1.2. The parties desire through this Amendment to amend the applicable Agreement consistent with the requirements of the Health Insurance Portability and Accountability Act of 1996, as it may be amended from time to time (“HIPAA”), including the regulatory revisions implemented pursuant to the Health Information Technology for Economic and Clinical Health Act (the “HITECH ACT”).
1.3. This Amendment becomes effective on the date that the Covered Entity actives a paid subscription with fieldd (“Effective Date”).

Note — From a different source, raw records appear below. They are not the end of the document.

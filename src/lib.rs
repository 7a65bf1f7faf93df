//! sifter: a small HTML-friendly template engine.
//!
//! Templates are plain text with two kinds of markers:
//!
//! - Control markers: `<!--@IF(cond)-->` ... `<!--@END_IF-->`, plus `LOOP`,
//!   `FOR`, `ELSE`, `EMBED`, `NOBREAK`, `LITERAL`, `INCLUDE` and the
//!   `<!--@?(cond ? yes : no)-->` shorthand.
//! - Substitution markers: `{name}`, `{#name_index}`, `{price,2}`,
//!   `{total * 1.1}`, `{note:b}`, `{label/q}`.
//!
//! A template is parsed once into an immutable block tree (includes are
//! resolved at that point) and can then be rendered any number of times.
//! Conditions are compiled into a closed expression tree and never run
//! through a general-purpose evaluator.
//!
//! Whitespace semantics:
//! - A line holding only control markers and whitespace disappears
//!   entirely, line break included.
//! - Text around a marker on a line with other content is kept as written.
//! - `NOBREAK` removes line breaks from the text it encloses.
//!
//! ```
//! use sifter::{MemoryLoader, Sifter};
//!
//! let loader = MemoryLoader::new().with("hello.html", "Hello, {who}!\n");
//! let mut sifter = Sifter::with_loader(loader);
//! sifter.set_var("who", "world");
//! assert_eq!(sifter.fetch("hello.html").unwrap(), "Hello, world!\n");
//! ```

use std::io::Write;
use std::path::Path;

pub mod ast;
pub mod context;
pub mod embed;
pub mod error;
pub mod eval;
pub mod expr;
pub mod format;
pub mod lexer;
pub mod parser;
pub mod source;
pub mod syntax;

pub use ast::{EmbedMode, Node, Template};
pub use context::{record, Context, Value, Vars};
pub use error::{Diagnostics, Error, Result, TracingDiagnostics};
pub use expr::Condition;
pub use parser::Parser;
pub use source::{FileLoader, LineSource, Loader, MemoryLoader, ReaderSource, StrSource};
pub use syntax::Syntax;

/// Template engine front end: marker syntax, template loader, diagnostics
/// sink and the variables templates are rendered against.
pub struct Sifter {
    syntax: Syntax,
    loader: Box<dyn Loader>,
    diagnostics: Box<dyn Diagnostics>,
    vars: Context,
}

impl Default for Sifter {
    fn default() -> Self {
        Self::new()
    }
}

impl Sifter {
    /// Reads templates from the filesystem.
    pub fn new() -> Self {
        Self::with_loader(FileLoader)
    }

    pub fn with_loader(loader: impl Loader + 'static) -> Self {
        Self {
            syntax: Syntax::default(),
            loader: Box::new(loader),
            diagnostics: Box::new(TracingDiagnostics),
            vars: Context::new(),
        }
    }

    pub fn with_diagnostics(mut self, diagnostics: impl Diagnostics + 'static) -> Self {
        self.diagnostics = Box::new(diagnostics);
        self
    }

    pub fn syntax(&self) -> &Syntax {
        &self.syntax
    }

    /// Changes the control marker delimiters. With `escape` the delimiters
    /// are taken literally, otherwise as regex fragments.
    pub fn set_control_tag(&mut self, begin: &str, end: &str, escape: bool) -> Result<()> {
        self.syntax = self.syntax.clone().with_control_tag(begin, end, escape)?;
        Ok(())
    }

    /// Changes the substitution marker delimiters.
    pub fn set_replace_tag(&mut self, begin: &str, end: &str, escape: bool) -> Result<()> {
        self.syntax = self.syntax.clone().with_replace_tag(begin, end, escape)?;
        Ok(())
    }

    /// Sets a variable with HTML special characters escaped.
    pub fn set_var(&mut self, name: impl Into<String>, value: impl Into<Value>) {
        self.vars.set_html(name, value);
    }

    /// Sets a variable exactly as given.
    pub fn set_var_raw(&mut self, name: impl Into<String>, value: impl Into<Value>) {
        self.vars.set(name, value);
    }

    /// Appends to a list variable, escaping HTML like [`Sifter::set_var`].
    /// Returns false when `name` is not a list.
    pub fn append_var(&mut self, name: &str, value: impl Into<Value>) -> bool {
        self.vars.append(name, context::escape_html(value.into()))
    }

    pub fn context(&self) -> &Context {
        &self.vars
    }

    pub fn context_mut(&mut self) -> &mut Context {
        &mut self.vars
    }

    /// Parses a template and everything it includes.
    pub fn compile(&self, path: impl AsRef<Path>) -> Result<Template> {
        let path = path.as_ref();
        self.reported(path, self.parse(path))
    }

    /// Parses template text held in memory. `name` is used in error
    /// messages and as the base for relative includes.
    pub fn compile_str(&self, name: impl AsRef<Path>, text: &str) -> Result<Template> {
        let name = name.as_ref();
        let parsed = Parser::new(&self.syntax, self.loader.as_ref())
            .parse_source(name, Box::new(StrSource::new(text)));
        self.reported(name, parsed)
    }

    /// Renders a compiled template into `out`. Output already written is
    /// kept when rendering fails.
    pub fn render(&self, template: &Template, out: &mut dyn Write) -> Result<()> {
        let rendered = eval::render(template, &self.syntax, &self.vars, out);
        self.reported(template.path(), rendered)
    }

    pub fn render_to_string(&self, template: &Template) -> Result<String> {
        let rendered = eval::render_to_string(template, &self.syntax, &self.vars);
        self.reported(template.path(), rendered)
    }

    /// Compiles `path` and streams the result into `out`.
    pub fn display(&self, path: impl AsRef<Path>, out: &mut dyn Write) -> Result<()> {
        let path = path.as_ref();
        let rendered = self
            .parse(path)
            .and_then(|template| eval::render(&template, &self.syntax, &self.vars, out));
        self.reported(path, rendered)
    }

    /// Compiles `path` and returns the output as a string.
    pub fn fetch(&self, path: impl AsRef<Path>) -> Result<String> {
        let path = path.as_ref();
        let rendered = self
            .parse(path)
            .and_then(|template| eval::render_to_string(&template, &self.syntax, &self.vars));
        self.reported(path, rendered)
    }

    /// Outline of the block tree of `path`, for debugging templates.
    pub fn display_tree(&self, path: impl AsRef<Path>, max_length: usize) -> Result<String> {
        self.compile(path)
            .map(|template| template.dump_tree(max_length))
    }

    fn parse(&self, path: &Path) -> Result<Template> {
        Parser::new(&self.syntax, self.loader.as_ref()).parse_file(path)
    }

    /// Sends a failure to the diagnostics sink, once, and passes it on.
    fn reported<T>(&self, path: &Path, result: Result<T>) -> Result<T> {
        if let Err(err) = &result {
            let (file, line) = err.location().unwrap_or((path, 0));
            let message = match err {
                Error::Parse { message, .. } => message.clone(),
                other => other.to_string(),
            };
            self.diagnostics.report(file, line, &message);
        }
        result
    }
}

WHEREAS, Client and Business Associate are parties to a subscription agreement (the “Agreement” as further defined below) pursuant to which Business Associate provides to Client access to and use of certain software applications, as ordered by Client from time to time under the Agreement (the “Services” as further defined below);
WHEREAS, the parties desire to ensure that their respective rights and responsibilities under the Agreement reflect applicable federal statutory and regulatory requirements relating to the access, use, and disclosure of health information, including without limitation, the Standards for Privacy of Individually Identifiable Health Information, and the Security Standards, collectively codified at 45 CFR Parts 160, 162, and 164 (respectively the “Privacy Standards” and “Security Standards”) under HIPAA;
WHEREAS, because Client is a Covered Entity under HIPAA, the Privacy Standards and Security Standards require the Covered Entity to obtain adequate written assurances from contractors that create, receive, access, maintain, use, or disclose PHI for or on behalf of such Covered Entity; and
WHEREAS, the online Services offered by fieldd may be used by Client to store certain PHI (though typically not electronic medical records or Designated Record Sets); and
WHEREAS, fieldd and Client agree to the business associate terms set forth below, in order to facilitate Covered Entity’s access and transmission of information to and from the fieldd application(s) provided as part of the Services, as authorized by, and under certain other conditions described in the Agreement.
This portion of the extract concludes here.